Thursday, August 25, 2016

Nate Parker and Predators of Faith



By Sikivu Hutchinson

A man of deep faith.  That is the lofty mantle actor/director Nate Parker has self-righteously ascribed to himself in a Facebook post written in response to the firestorm around his alleged rape of a fellow student at disgraced Penn State University in 1999. 

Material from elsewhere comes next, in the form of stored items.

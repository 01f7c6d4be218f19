//! Scalar mood from an emotion distribution.

use std::collections::BTreeMap;

/// Maps emotion intensities to a single mood in [-1, 1].
///
/// The score is the intensity-weighted mean of fixed per-emotion valences.
/// Labels are matched case-insensitively; unknown labels have valence 0 but
/// still count toward the denominator.
pub struct MoodScorer;

impl MoodScorer {
    pub fn weight(label: &str) -> f64 {
        match label.to_lowercase().as_str() {
            "joy" | "love" => 1.0,
            "gratitude" => 0.9,
            "excitement" | "hope" => 0.8,
            "optimism" => 0.7,
            "caring" => 0.6,
            "surprise" | "amusement" | "pride" => 0.5,
            "relief" => 0.4,
            "curiosity" => 0.3,
            "annoyance" => -0.3,
            "embarrassment" => -0.4,
            "remorse" | "frustration" => -0.5,
            "disappointment" | "disgust" => -0.6,
            "fear" | "stress" => -0.7,
            "anger" => -0.8,
            "sadness" | "grief" => -1.0,
            _ => 0.0,
        }
    }

    /// Weighted mood, or exactly 0.0 when no emotion has positive intensity.
    pub fn score(emotions: &BTreeMap<String, f64>) -> f64 {
        let (weighted, total) = emotions
            .iter()
            .filter(|(_, s)| **s > 0.0)
            .fold((0.0, 0.0), |(weighted, total), (label, &s)| {
                (weighted + s * Self::weight(label), total + s)
            });

        if total > 0.0 {
            (weighted / total).clamp(-1.0, 1.0)
        } else {
            0.0
        }
    }
}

The details of the incident involving the unnamed victim, Parker and his Birth of a Nation writing partner Jean Celestin, have rocked the Internet.  Celestin was initially convicted but the ruling was overturned on appeal four years later.  Parker was acquitted partly because the jury concluded that the victim couldn’t have been raped because she had had “consensual sex” with him prior to the attack.  According to court documents, Parker and Celestin harassed and stalked the victim.  After attempting suicide she sued the university, alleging that it had not protected her from the harassment.  In 2012, she died by suicide after battling PTSD and depression, reportedly due to the sexual assault.

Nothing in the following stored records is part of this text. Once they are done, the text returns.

//! Wire transport for the generative service.
//!
//! [`LlmTransport`] performs exactly one HTTP exchange and reports either the
//! raw status/body or a transport-level failure. Retry, gating and reply
//! parsing live in the invoker so transports stay trivially mockable.

use super::parse::ResponseFormat;
use crate::config::LlmConfig;
use crate::error::{Error, Result};
use reqwest::header::{HeaderMap, HeaderValue, CONTENT_TYPE};
use serde_json::{json, Value};
use std::time::Duration;

const HARM_CATEGORIES: [&str; 4] = [
    "HARM_CATEGORY_HARASSMENT",
    "HARM_CATEGORY_HATE_SPEECH",
    "HARM_CATEGORY_SEXUALLY_EXPLICIT",
    "HARM_CATEGORY_DANGEROUS_CONTENT",
];

/// One outbound generation call.
#[derive(Debug, Clone)]
pub struct GenerateRequest {
    pub prompt: String,
    pub format: ResponseFormat,
    pub temperature: f32,
    pub timeout: Duration,
}

/// Raw HTTP outcome of a completed exchange.
#[derive(Debug, Clone)]
pub struct TransportResponse {
    pub status: u16,
    pub body: String,
}

impl TransportResponse {
    pub fn is_success(&self) -> bool {
        (200..300).contains(&self.status)
    }
}

/// Failure before a complete response was received.
#[derive(Debug, thiserror::Error)]
pub enum TransportError {
    #[error("request timed out")]
    Timeout,
    #[error("connection failed: {0}")]
    Connect(String),
    /// The connection broke mid-exchange (reset, closed early, truncated body)
    #[error("connection interrupted: {0}")]
    Interrupted(String),
    /// The request could not be built or sent at all
    #[error("request failed: {0}")]
    Request(String),
}

impl From<reqwest::Error> for TransportError {
    fn from(err: reqwest::Error) -> Self {
        if err.is_timeout() {
            TransportError::Timeout
        } else if err.is_connect() {
            TransportError::Connect(err.to_string())
        } else if err.is_builder() {
            TransportError::Request(err.to_string())
        } else if err.is_request() || err.is_body() || err.is_decode() {
            TransportError::Interrupted(err.to_string())
        } else {
            TransportError::Request(err.to_string())
        }
    }
}

/// Single-exchange interface to the generative service.
pub trait LlmTransport: Send + Sync {
    fn send(&self, request: &GenerateRequest) -> std::result::Result<TransportResponse, TransportError>;
}

/// Build the `generateContent` payload for a request.
pub fn build_request_body(request: &GenerateRequest, max_output_tokens: u32) -> Value {
    let mut generation_config = json!({
        "temperature": request.temperature,
        "maxOutputTokens": max_output_tokens,
    });
    if request.format == ResponseFormat::Structured {
        generation_config["responseMimeType"] = Value::from("application/json");
    }

    let safety_settings: Vec<Value> = HARM_CATEGORIES
        .iter()
        .map(|category| json!({ "category": category, "threshold": "BLOCK_NONE" }))
        .collect();

    json!({
        "contents": [{ "role": "user", "parts": [{ "text": request.prompt }] }],
        "generationConfig": generation_config,
        "safetySettings": safety_settings,
    })
}

/// HTTP transport for the Gemini `generateContent` endpoint.
pub struct GeminiTransport {
    endpoint: String,
    api_key: Option<String>,
    max_output_tokens: u32,
    runtime: tokio::runtime::Runtime,
    http: reqwest::Client,
}

impl GeminiTransport {
    pub fn new(config: &LlmConfig) -> Result<Self> {
        let api_key = config.resolved_api_key();
        if api_key.is_none() {
            tracing::warn!("No generative service API key configured (llm.api_key or GEMINI_API_KEY)");
        }

        let runtime = tokio::runtime::Builder::new_current_thread()
            .enable_all()
            .build()
            .map_err(|e| Error::Llm(format!("failed to build tokio runtime: {e}")))?;
        let http = reqwest::Client::builder()
            .build()
            .map_err(|e| Error::Llm(format!("failed to build HTTP client: {e}")))?;

        Ok(Self {
            endpoint: config.generate_url(),
            api_key,
            max_output_tokens: config.max_output_tokens,
            runtime,
            http,
        })
    }

    fn headers(&self) -> std::result::Result<HeaderMap, TransportError> {
        let mut headers = HeaderMap::new();
        headers.insert(CONTENT_TYPE, HeaderValue::from_static("application/json"));
        if let Some(key) = self.api_key.as_deref() {
            let value = HeaderValue::from_str(key)
                .map_err(|e| TransportError::Request(format!("invalid api key header: {e}")))?;
            headers.insert("x-goog-api-key", value);
        }
        Ok(headers)
    }
}

impl LlmTransport for GeminiTransport {
    fn send(&self, request: &GenerateRequest) -> std::result::Result<TransportResponse, TransportError> {
        let headers = self.headers()?;
        let body = build_request_body(request, self.max_output_tokens);

        self.runtime.block_on(async {
            let resp = self
                .http
                .post(&self.endpoint)
                .headers(headers)
                .timeout(request.timeout)
                .json(&body)
                .send()
                .await?;
            let status = resp.status().as_u16();
            let body = resp.text().await?;
            Ok::<_, TransportError>(TransportResponse { status, body })
        })
    }
}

Parker's and Celestin’s status as athletes at a university which has a history of complicity in sexual assault is an especially ugly irony.  Their commodity value to Penn no doubt shielded them from the long jail sentence that almost certainly would have been slapped on two ordinary young black men charged with raping a white woman.   

Yet, the phrase “man of faith” resonates with many black audiences. In this instance it’s designed to elicit an unquestioning cultural solidarity that Parker does not deserve.

The implication that “faith” defines morality is the gospel for a majority of the American public in general and African Americans in particular.  Expressing regret for his youthful “carelessness”, Parker wrote that “there is morality; no one who calls himself a man of faith should even be in [that] situation”. Presumably a “man of faith”, one who adheres to the bible (with its prescriptions for the subordination and rape of women, damnation of gays, and murder of infidels) would have held himself to a higher standard of conduct.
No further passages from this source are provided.